◆ Supplied material ◆

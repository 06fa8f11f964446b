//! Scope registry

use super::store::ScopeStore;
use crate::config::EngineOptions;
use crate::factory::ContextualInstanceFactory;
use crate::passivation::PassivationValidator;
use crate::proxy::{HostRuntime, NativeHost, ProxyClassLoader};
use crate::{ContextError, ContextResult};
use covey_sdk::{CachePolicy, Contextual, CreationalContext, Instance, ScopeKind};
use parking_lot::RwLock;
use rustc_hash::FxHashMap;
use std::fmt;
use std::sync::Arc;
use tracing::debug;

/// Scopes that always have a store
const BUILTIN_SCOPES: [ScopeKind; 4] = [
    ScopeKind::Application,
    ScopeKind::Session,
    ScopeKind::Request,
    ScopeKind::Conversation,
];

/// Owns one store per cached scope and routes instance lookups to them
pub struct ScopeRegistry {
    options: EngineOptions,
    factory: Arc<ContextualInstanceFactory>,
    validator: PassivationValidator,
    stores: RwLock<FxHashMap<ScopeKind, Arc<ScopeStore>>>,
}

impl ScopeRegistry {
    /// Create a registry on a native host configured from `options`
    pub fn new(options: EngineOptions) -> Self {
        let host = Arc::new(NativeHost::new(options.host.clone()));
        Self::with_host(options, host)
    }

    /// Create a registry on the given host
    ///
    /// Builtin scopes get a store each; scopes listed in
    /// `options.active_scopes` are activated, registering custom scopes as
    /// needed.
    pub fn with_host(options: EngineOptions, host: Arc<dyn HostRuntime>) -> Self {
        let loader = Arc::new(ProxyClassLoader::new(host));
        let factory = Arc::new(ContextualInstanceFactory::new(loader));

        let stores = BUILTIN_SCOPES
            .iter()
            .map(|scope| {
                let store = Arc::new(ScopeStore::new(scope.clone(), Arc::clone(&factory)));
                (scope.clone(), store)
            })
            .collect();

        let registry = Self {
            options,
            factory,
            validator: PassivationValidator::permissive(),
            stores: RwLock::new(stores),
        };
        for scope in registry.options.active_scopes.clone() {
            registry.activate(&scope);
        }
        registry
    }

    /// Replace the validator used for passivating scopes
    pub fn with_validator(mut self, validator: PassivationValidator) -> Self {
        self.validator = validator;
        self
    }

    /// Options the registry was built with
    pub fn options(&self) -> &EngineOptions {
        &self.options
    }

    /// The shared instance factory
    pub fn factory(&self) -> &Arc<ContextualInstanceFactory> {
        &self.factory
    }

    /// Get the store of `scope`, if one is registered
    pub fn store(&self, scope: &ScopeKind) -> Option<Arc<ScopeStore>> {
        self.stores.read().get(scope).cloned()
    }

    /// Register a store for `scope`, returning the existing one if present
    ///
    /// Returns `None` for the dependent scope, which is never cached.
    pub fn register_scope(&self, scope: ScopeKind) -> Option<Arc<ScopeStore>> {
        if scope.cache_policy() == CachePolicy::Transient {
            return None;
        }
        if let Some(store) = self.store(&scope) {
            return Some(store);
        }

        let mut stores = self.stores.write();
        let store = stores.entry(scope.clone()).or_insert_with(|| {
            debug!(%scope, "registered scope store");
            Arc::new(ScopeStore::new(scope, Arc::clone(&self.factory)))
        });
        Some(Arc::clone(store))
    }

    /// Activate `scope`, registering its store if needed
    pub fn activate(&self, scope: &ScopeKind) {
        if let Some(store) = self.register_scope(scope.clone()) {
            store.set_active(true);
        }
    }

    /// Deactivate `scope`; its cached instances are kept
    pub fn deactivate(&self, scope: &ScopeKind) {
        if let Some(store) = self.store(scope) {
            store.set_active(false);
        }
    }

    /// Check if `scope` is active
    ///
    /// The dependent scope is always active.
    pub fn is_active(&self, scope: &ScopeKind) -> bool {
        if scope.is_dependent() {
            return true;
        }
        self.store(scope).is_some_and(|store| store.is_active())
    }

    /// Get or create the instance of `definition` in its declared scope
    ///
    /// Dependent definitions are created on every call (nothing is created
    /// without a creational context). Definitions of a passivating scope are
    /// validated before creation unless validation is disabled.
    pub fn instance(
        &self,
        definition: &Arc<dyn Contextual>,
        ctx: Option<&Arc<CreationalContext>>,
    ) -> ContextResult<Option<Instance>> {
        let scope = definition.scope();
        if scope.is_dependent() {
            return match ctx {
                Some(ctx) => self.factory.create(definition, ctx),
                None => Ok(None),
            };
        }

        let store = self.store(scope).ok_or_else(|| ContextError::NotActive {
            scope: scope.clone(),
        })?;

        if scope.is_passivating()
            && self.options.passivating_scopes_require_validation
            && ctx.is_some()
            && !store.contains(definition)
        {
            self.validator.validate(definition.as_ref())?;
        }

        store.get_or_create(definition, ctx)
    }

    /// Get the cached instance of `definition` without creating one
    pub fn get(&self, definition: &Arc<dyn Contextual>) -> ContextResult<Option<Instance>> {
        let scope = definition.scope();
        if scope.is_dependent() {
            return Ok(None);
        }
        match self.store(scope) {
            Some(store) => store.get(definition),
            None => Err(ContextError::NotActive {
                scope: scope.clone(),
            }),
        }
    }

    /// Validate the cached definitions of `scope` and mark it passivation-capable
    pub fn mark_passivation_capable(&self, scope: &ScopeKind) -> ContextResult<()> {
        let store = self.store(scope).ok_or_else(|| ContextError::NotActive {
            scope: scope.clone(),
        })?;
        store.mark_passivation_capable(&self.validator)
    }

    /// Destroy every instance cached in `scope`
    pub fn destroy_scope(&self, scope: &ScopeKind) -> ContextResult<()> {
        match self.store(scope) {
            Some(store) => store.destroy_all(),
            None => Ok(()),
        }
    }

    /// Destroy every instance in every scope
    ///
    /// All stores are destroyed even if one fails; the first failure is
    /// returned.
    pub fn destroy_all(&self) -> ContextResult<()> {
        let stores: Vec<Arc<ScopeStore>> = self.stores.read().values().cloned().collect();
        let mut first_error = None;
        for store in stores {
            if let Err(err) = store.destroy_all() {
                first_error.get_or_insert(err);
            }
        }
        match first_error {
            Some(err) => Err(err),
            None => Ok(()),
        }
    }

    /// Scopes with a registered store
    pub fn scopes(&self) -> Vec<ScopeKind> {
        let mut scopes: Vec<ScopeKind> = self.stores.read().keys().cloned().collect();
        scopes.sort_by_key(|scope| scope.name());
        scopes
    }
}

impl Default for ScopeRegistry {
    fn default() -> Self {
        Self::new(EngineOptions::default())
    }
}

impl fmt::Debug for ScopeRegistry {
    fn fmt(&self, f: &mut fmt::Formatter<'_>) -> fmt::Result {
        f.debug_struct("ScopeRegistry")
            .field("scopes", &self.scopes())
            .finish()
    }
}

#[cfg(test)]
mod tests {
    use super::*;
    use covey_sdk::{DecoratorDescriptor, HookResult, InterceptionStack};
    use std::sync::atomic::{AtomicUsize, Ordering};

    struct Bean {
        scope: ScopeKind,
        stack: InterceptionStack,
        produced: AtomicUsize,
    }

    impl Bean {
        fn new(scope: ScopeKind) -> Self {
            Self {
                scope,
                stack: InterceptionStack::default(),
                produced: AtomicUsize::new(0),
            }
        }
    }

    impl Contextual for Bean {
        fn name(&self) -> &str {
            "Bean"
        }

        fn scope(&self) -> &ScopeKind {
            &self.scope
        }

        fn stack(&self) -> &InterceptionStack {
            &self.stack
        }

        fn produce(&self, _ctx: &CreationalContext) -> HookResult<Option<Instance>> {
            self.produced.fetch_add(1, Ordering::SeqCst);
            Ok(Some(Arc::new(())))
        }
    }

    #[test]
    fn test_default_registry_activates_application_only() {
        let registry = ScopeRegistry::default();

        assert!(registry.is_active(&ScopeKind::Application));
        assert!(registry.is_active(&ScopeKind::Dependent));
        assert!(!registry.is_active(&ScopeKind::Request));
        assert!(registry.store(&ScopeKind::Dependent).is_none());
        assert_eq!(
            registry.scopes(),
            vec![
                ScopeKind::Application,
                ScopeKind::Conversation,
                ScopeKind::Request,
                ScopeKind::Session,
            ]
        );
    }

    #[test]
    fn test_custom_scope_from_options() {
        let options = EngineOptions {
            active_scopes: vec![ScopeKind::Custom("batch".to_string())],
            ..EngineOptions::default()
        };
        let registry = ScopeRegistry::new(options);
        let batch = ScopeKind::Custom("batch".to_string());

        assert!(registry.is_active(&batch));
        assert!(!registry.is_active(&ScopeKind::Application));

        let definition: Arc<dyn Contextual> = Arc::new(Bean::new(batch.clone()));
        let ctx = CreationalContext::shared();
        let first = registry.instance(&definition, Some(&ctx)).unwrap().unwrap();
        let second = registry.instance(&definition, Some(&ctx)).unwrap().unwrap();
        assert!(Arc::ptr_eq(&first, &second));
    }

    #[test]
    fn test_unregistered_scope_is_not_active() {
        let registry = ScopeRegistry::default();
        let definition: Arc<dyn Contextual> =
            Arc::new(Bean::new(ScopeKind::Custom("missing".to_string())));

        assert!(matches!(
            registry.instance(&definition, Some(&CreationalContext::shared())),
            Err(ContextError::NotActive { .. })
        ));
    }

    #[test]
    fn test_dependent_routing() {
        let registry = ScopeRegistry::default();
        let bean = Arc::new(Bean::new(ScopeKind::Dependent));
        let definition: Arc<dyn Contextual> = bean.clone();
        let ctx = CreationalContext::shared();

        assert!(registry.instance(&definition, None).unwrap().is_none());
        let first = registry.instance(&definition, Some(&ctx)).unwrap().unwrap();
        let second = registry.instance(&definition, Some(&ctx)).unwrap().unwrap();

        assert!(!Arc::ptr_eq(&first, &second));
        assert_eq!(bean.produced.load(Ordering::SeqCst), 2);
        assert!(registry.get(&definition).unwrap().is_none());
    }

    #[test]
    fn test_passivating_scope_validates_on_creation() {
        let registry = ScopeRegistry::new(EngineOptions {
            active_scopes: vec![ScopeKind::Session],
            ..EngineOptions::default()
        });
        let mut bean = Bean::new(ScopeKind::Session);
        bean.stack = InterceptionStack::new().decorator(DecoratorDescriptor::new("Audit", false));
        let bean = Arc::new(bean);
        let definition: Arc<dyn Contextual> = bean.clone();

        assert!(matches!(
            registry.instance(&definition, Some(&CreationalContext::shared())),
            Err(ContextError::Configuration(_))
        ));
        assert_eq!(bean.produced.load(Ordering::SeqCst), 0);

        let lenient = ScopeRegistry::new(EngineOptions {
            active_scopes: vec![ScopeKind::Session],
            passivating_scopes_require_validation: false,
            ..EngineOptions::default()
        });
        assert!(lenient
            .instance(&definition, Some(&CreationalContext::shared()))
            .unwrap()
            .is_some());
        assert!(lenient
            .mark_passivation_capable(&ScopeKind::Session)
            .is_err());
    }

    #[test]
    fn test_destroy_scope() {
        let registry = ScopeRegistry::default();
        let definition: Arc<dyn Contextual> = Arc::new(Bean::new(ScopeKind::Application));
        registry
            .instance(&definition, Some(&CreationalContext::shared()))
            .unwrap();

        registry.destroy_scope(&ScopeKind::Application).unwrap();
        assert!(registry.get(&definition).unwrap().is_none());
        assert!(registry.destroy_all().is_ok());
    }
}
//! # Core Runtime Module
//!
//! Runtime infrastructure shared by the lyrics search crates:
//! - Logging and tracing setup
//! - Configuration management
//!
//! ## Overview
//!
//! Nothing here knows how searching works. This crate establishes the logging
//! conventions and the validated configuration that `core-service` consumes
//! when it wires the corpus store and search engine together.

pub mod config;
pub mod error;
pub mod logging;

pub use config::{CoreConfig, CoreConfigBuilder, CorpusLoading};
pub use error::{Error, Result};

◆ What the task asks ◆
The answer must be every line from the records above that contains the word "stores", copied in full.

◆ Response to this task ◆
    stores: RwLock<FxHashMap<ScopeKind, Arc<ScopeStore>>>,
        let stores = BUILTIN_SCOPES
            stores: RwLock::new(stores),
        self.stores.read().get(scope).cloned()
        let mut stores = self.stores.write();
        let store = stores.entry(scope.clone()).or_insert_with(|| {
    /// All stores are destroyed even if one fails; the first failure is
        let stores: Vec<Arc<ScopeStore>> = self.stores.read().values().cloned().collect();
        for store in stores {
        let mut scopes: Vec<ScopeKind> = self.stores.read().keys().cloned().collect();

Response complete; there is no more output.